Start of DATASET

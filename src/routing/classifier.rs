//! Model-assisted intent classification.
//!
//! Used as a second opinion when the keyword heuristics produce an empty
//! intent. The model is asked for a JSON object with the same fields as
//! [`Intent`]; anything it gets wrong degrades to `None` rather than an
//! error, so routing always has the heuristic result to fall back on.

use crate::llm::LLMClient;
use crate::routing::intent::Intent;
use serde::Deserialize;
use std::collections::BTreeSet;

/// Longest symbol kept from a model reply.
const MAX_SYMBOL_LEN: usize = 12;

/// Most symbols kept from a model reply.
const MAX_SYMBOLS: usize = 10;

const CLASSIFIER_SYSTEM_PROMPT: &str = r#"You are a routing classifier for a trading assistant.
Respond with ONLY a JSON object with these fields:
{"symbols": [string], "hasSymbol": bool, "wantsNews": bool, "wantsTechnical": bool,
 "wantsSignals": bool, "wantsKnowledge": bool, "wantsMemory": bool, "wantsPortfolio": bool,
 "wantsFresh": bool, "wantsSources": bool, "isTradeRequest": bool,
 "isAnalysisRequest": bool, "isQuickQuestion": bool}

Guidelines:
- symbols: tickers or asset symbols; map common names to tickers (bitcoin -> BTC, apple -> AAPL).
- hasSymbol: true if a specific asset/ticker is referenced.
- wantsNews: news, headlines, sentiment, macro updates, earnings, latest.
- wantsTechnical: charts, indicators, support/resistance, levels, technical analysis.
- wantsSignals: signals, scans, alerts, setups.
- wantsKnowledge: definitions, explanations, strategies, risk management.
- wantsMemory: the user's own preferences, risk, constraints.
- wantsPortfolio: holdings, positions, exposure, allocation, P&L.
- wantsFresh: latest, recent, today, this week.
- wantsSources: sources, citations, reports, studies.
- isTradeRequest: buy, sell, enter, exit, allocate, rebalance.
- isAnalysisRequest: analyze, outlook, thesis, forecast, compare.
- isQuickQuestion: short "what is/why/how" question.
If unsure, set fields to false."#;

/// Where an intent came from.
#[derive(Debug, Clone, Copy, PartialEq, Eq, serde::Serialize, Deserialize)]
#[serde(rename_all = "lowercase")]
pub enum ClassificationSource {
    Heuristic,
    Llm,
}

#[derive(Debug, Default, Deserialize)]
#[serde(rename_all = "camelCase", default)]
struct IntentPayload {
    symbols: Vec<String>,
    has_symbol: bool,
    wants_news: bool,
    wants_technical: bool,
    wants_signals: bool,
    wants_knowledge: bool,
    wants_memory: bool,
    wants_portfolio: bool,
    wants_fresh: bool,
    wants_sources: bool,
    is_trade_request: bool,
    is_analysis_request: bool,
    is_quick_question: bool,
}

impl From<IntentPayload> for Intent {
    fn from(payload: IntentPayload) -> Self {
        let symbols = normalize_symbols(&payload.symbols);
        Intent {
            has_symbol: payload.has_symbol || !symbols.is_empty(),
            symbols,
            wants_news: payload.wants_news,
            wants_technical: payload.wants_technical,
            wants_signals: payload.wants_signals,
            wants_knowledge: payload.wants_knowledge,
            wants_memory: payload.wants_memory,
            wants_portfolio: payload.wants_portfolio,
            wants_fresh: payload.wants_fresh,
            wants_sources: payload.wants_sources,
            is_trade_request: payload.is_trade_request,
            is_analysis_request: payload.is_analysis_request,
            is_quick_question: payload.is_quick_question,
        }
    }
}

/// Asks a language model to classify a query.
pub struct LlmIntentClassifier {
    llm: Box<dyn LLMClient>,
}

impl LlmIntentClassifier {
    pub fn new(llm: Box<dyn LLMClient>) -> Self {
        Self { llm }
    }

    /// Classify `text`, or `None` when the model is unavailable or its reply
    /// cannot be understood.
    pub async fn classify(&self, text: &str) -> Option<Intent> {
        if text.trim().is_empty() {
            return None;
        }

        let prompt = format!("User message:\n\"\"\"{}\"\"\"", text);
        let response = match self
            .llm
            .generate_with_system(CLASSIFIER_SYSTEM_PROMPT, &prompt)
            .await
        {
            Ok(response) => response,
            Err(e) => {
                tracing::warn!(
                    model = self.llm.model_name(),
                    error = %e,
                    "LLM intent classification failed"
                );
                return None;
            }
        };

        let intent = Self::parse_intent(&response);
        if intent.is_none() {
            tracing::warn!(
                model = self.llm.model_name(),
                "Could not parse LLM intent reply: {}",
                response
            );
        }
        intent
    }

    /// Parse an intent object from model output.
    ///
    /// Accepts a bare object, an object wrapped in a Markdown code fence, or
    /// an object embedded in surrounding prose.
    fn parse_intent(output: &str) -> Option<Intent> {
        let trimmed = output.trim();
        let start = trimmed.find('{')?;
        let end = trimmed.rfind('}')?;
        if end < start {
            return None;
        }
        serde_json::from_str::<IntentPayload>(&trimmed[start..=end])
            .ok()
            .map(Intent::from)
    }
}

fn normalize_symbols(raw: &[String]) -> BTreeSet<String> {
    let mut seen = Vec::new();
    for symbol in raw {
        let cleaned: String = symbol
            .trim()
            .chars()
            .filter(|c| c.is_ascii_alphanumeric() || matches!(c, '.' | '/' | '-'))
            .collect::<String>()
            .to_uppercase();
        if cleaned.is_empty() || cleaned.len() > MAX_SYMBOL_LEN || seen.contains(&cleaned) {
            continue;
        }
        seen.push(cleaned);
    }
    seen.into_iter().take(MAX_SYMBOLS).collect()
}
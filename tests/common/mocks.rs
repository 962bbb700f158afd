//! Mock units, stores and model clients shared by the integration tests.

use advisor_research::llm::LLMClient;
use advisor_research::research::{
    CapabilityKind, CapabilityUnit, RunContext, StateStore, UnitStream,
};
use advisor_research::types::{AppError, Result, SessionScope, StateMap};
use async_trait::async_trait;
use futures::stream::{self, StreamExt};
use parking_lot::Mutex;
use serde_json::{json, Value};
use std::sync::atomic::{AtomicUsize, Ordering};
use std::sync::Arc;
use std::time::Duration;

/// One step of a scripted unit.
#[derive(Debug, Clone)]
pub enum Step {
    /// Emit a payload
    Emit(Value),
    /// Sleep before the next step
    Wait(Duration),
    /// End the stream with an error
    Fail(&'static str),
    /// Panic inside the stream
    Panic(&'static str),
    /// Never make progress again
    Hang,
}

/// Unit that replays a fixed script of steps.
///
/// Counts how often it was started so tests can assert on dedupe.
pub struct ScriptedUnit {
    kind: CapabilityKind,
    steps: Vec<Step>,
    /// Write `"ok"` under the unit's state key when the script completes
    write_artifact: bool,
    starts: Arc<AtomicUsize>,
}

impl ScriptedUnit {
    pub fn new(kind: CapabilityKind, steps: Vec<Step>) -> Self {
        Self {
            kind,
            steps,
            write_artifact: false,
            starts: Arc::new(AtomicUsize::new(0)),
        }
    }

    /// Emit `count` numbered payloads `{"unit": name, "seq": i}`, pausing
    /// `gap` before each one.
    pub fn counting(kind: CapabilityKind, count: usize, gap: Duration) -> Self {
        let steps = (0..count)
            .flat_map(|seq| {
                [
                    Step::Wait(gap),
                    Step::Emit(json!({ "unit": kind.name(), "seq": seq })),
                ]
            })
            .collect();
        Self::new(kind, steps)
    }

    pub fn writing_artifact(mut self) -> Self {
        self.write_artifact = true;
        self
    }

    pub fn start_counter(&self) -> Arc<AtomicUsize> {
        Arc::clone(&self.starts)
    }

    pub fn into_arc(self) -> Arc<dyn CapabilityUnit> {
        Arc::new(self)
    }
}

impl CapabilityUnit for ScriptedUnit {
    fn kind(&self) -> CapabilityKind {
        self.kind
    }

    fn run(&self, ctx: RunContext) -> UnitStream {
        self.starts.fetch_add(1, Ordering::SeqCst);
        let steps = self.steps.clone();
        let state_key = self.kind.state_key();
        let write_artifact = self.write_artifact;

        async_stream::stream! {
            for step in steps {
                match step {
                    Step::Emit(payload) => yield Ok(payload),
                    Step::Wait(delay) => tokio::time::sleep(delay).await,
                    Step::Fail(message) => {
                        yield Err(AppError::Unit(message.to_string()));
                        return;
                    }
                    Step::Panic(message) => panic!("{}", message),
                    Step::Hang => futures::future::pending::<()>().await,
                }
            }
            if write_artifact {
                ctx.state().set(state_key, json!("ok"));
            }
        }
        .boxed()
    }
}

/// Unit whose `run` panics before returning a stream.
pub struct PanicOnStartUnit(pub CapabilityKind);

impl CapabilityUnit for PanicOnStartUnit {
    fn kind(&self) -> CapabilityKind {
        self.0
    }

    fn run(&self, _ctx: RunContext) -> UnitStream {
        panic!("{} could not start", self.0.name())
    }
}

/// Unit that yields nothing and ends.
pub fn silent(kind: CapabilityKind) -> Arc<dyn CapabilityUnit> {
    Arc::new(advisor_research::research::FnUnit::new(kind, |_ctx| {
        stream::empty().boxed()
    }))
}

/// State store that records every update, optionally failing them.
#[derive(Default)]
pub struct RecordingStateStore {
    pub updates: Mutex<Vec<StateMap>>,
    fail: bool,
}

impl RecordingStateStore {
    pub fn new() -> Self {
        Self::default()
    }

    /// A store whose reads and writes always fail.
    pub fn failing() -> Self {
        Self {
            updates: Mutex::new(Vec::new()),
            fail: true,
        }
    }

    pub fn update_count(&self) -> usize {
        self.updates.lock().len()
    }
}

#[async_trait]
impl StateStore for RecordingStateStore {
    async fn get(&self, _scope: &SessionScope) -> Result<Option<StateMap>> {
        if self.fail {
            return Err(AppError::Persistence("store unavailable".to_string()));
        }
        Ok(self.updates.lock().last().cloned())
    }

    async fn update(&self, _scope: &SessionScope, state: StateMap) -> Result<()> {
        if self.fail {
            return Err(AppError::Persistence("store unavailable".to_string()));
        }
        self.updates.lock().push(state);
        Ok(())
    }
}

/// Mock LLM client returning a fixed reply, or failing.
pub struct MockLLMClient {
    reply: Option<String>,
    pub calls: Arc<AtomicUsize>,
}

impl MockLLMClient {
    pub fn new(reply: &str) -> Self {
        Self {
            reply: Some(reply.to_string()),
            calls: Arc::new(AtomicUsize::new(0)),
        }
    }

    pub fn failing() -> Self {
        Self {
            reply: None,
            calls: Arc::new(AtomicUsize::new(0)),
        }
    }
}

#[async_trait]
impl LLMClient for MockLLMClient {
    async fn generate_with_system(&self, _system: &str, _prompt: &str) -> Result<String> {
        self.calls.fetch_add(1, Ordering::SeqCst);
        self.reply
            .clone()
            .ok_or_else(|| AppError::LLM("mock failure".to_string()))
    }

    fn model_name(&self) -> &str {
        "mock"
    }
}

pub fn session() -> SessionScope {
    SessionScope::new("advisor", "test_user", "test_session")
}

End of DATASET

- EXERCISE DETAILS -
Out of the entries, report each line that contains the word "LlmIntentClassifier".

- SOLVED EXERCISE -
pub struct LlmIntentClassifier {
impl LlmIntentClassifier {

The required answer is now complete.